Roman Catholic diocese in China

The Diocese of Ningyuan (Dioecesis Nimiuenensis; 天主教甯遠教區), also known as Diocese of Xichang or Sichang, is a Latin Catholic diocese located in the city of Xichang (formerly known as Ningyuan or Kienchang) in the ecclesiastical province of Chongqing in western China. It was established on August 12, 1910 as the Apostolic Vicariate of Kienchang for the Mission of Sichuan (Szechwan) in the province's Nosuland.

== Territory ==
The Diocese of Ningyuan covers the cities of Xichang (Lin-yuen-fou) and Panzhihua, the counties of Dechang, Huidong, Huili (Houy-ly-tcheou), Mianning, Miyi, Yanyuan (Yen-yuen-hien), and some surrounding villages, totaling 120,000 square kilometers. It is bordered by the Diocese of Kangding to the west and northwest, Diocese of Suifu to the east, Diocese of Jiading to the northeast, Diocese of Dali to the southwest, and Archdiocese of Kunming to the east and south.

== History ==

- August 12, 1910: Established as Apostolic Vicariate of Kienchang (Kien-tchang) from the Apostolic Vicariate of Southern Szechwan
- December 3, 1924: Renamed as Apostolic Vicariate of Ningyuanfu (Vicariatus Apostolicus Nimiuenensis; Lin-yuen-fou)
- April 11, 1946: Promoted as Diocese of Ningyuan (Dioecesis Nimiuenensis)

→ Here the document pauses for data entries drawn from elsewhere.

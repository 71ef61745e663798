// SPDX-License-Identifier: Apache-2.0

use std::collections::HashSet;
use std::path::Path;

use indexmap::IndexMap;
use log::info;

use crate::error::Result;
use crate::report::RunStatus;
use crate::state::HierarchyStore;
use crate::walker::Walker;
use crate::{DesignNode, HierPath, ReferenceRegistry, facing, report, synth};

/// File name of the module-metadata artifact.
pub const MODULE_DATA_FILE: &str = "module_data.json";
/// File name of the facing-metadata artifact.
pub const FACING_DATA_FILE: &str = "facing_node_data.json";
/// Marker written when all reference entries reconciled cleanly.
pub const DONE_FILE: &str = ".hierstitch_done";
/// Error report written when any entry was duplicated, unresolved, or
/// mismatched. At most one of `DONE_FILE` and `ERROR_FILE` exists after a
/// run.
pub const ERROR_FILE: &str = ".hierstitch_error";

/// The synthesized output for one module definition.
#[derive(Clone, Debug, PartialEq)]
pub struct ModuleArtifact {
    /// The `<def>_top` wrapper module.
    pub top: String,
    /// The black-box stub module.
    pub stub: String,
}

/// Everything one run produces, held in memory so callers can inspect it
/// before (or instead of) writing files.
#[derive(Debug)]
pub struct Artifacts {
    /// Per-definition wrapper and stub, in first-visit order.
    pub modules: IndexMap<String, ModuleArtifact>,
    /// The module-metadata artifact, serialized JSON.
    pub module_data: String,
    /// The facing-metadata artifact, serialized JSON.
    pub facing_data: String,
    /// The reconciliation outcome.
    pub status: RunStatus,
}

impl Artifacts {
    /// Writes every artifact into `dir`: `<def>_top.sv` and `<def>.sv` per
    /// definition, both metadata files, and exactly one of the done marker or
    /// the error report.
    pub fn write_to_dir(&self, dir: impl AsRef<Path>) -> Result<()> {
        let dir = dir.as_ref();
        for (def_name, module) in &self.modules {
            let top_path = dir.join(format!("{def_name}_top.sv"));
            info!("writing {}", top_path.display());
            std::fs::write(&top_path, &module.top)?;
            let stub_path = dir.join(format!("{def_name}.sv"));
            info!("writing {}", stub_path.display());
            std::fs::write(&stub_path, &module.stub)?;
        }
        std::fs::write(dir.join(MODULE_DATA_FILE), &self.module_data)?;
        std::fs::write(dir.join(FACING_DATA_FILE), &self.facing_data)?;
        if self.status.is_success() {
            std::fs::write(dir.join(DONE_FILE), "hierstitch done.\n")?;
            remove_if_present(&dir.join(ERROR_FILE))?;
        } else {
            std::fs::write(dir.join(ERROR_FILE), self.status.render_error())?;
            remove_if_present(&dir.join(DONE_FILE))?;
        }
        Ok(())
    }
}

fn remove_if_present(path: &Path) -> std::io::Result<()> {
    match std::fs::remove_file(path) {
        Err(err) if err.kind() != std::io::ErrorKind::NotFound => Err(err),
        _ => Ok(()),
    }
}

/// Drives the whole pipeline: load the reference list, walk the elaborated
/// tree, then generate wrappers, stubs, metadata, and the status report.
pub struct Stitcher {
    registry: ReferenceRegistry,
    store: HierarchyStore,
    groups: IndexMap<String, Vec<HierPath>>,
    visited: HashSet<HierPath>,
    next_facing_id: usize,
}

impl Stitcher {
    pub fn new(registry: ReferenceRegistry) -> Self {
        Stitcher {
            registry,
            store: HierarchyStore::new(),
            groups: IndexMap::new(),
            visited: HashSet::new(),
            next_facing_id: 0,
        }
    }

    /// Creates a stitcher from reference-list text. See
    /// `ReferenceRegistry::load_str` for the record format.
    pub fn from_reference_str(text: &str) -> Result<Self> {
        Ok(Stitcher::new(ReferenceRegistry::load_str(text)?))
    }

    /// Creates a stitcher from a reference-list file.
    pub fn from_reference_file(path: impl AsRef<Path>) -> Result<Self> {
        Ok(Stitcher::new(ReferenceRegistry::load_file(path)?))
    }

    /// Traverses one elaborated tree. May be called once per design root;
    /// state accumulates across calls within a run.
    pub fn walk(&mut self, root: &DesignNode) {
        let mut walker = Walker::new(
            &mut self.registry,
            std::mem::take(&mut self.store),
            std::mem::take(&mut self.groups),
            std::mem::take(&mut self.visited),
            self.next_facing_id,
        );
        walker.visit(root);
        (self.store, self.groups, self.visited, self.next_facing_id) = walker.finish();
    }

    pub fn registry(&self) -> &ReferenceRegistry {
        &self.registry
    }

    pub fn store(&self) -> &HierarchyStore {
        &self.store
    }

    /// Runs the generate phase in memory: canonicalizes facing prefixes per
    /// definition group, synthesizes each group's wrapper and stub from its
    /// first-visited site, and builds the metadata and status artifacts.
    /// Enumeration follows first-visit order throughout, so output is
    /// byte-identical across runs on identical input.
    pub fn generate(&mut self) -> Artifacts {
        for sites in self.groups.values() {
            facing::canonicalize(&mut self.store, sites);
        }

        let mut modules = IndexMap::new();
        for (def_name, sites) in &self.groups {
            let top = synth::top_module(def_name, sites, &self.store, &self.registry);
            let stub = match self.store.scope(&sites[0]) {
                Some(template) => synth::stub_module(def_name, template),
                None => synth::stub_module(def_name, &Default::default()),
            };
            modules.insert(def_name.clone(), ModuleArtifact { top, stub });
        }

        let module_data = serde_json::to_string_pretty(&report::module_data(
            &self.registry,
            &self.store,
        ))
        .expect("module metadata is serializable");
        let facing_data = serde_json::to_string_pretty(&report::facing_data(
            &self.registry,
            &self.store,
        ))
        .expect("facing metadata is serializable");

        Artifacts {
            modules,
            module_data,
            facing_data,
            status: report::classify(&self.registry),
        }
    }

    /// Runs the generate phase and writes all artifacts into `dir`.
    pub fn generate_to_dir(&mut self, dir: impl AsRef<Path>) -> Result<Artifacts> {
        let artifacts = self.generate();
        artifacts.write_to_dir(dir)?;
        Ok(artifacts)
    }
}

One of the headquarters of the Spanish Redemptorist missions in Sichuan was based in the Apostolic Vicariate of Ningyuanfu.

== Bishops ==
- Vicars Apostolic of Kienchang

- Jean de Guébriant, M.E.P. (later Archbishop) (August 12, 1910 – April 28, 1916)
- Joseph Bourgain, M.E.P. (March 31, 1918 – December 3, 1924)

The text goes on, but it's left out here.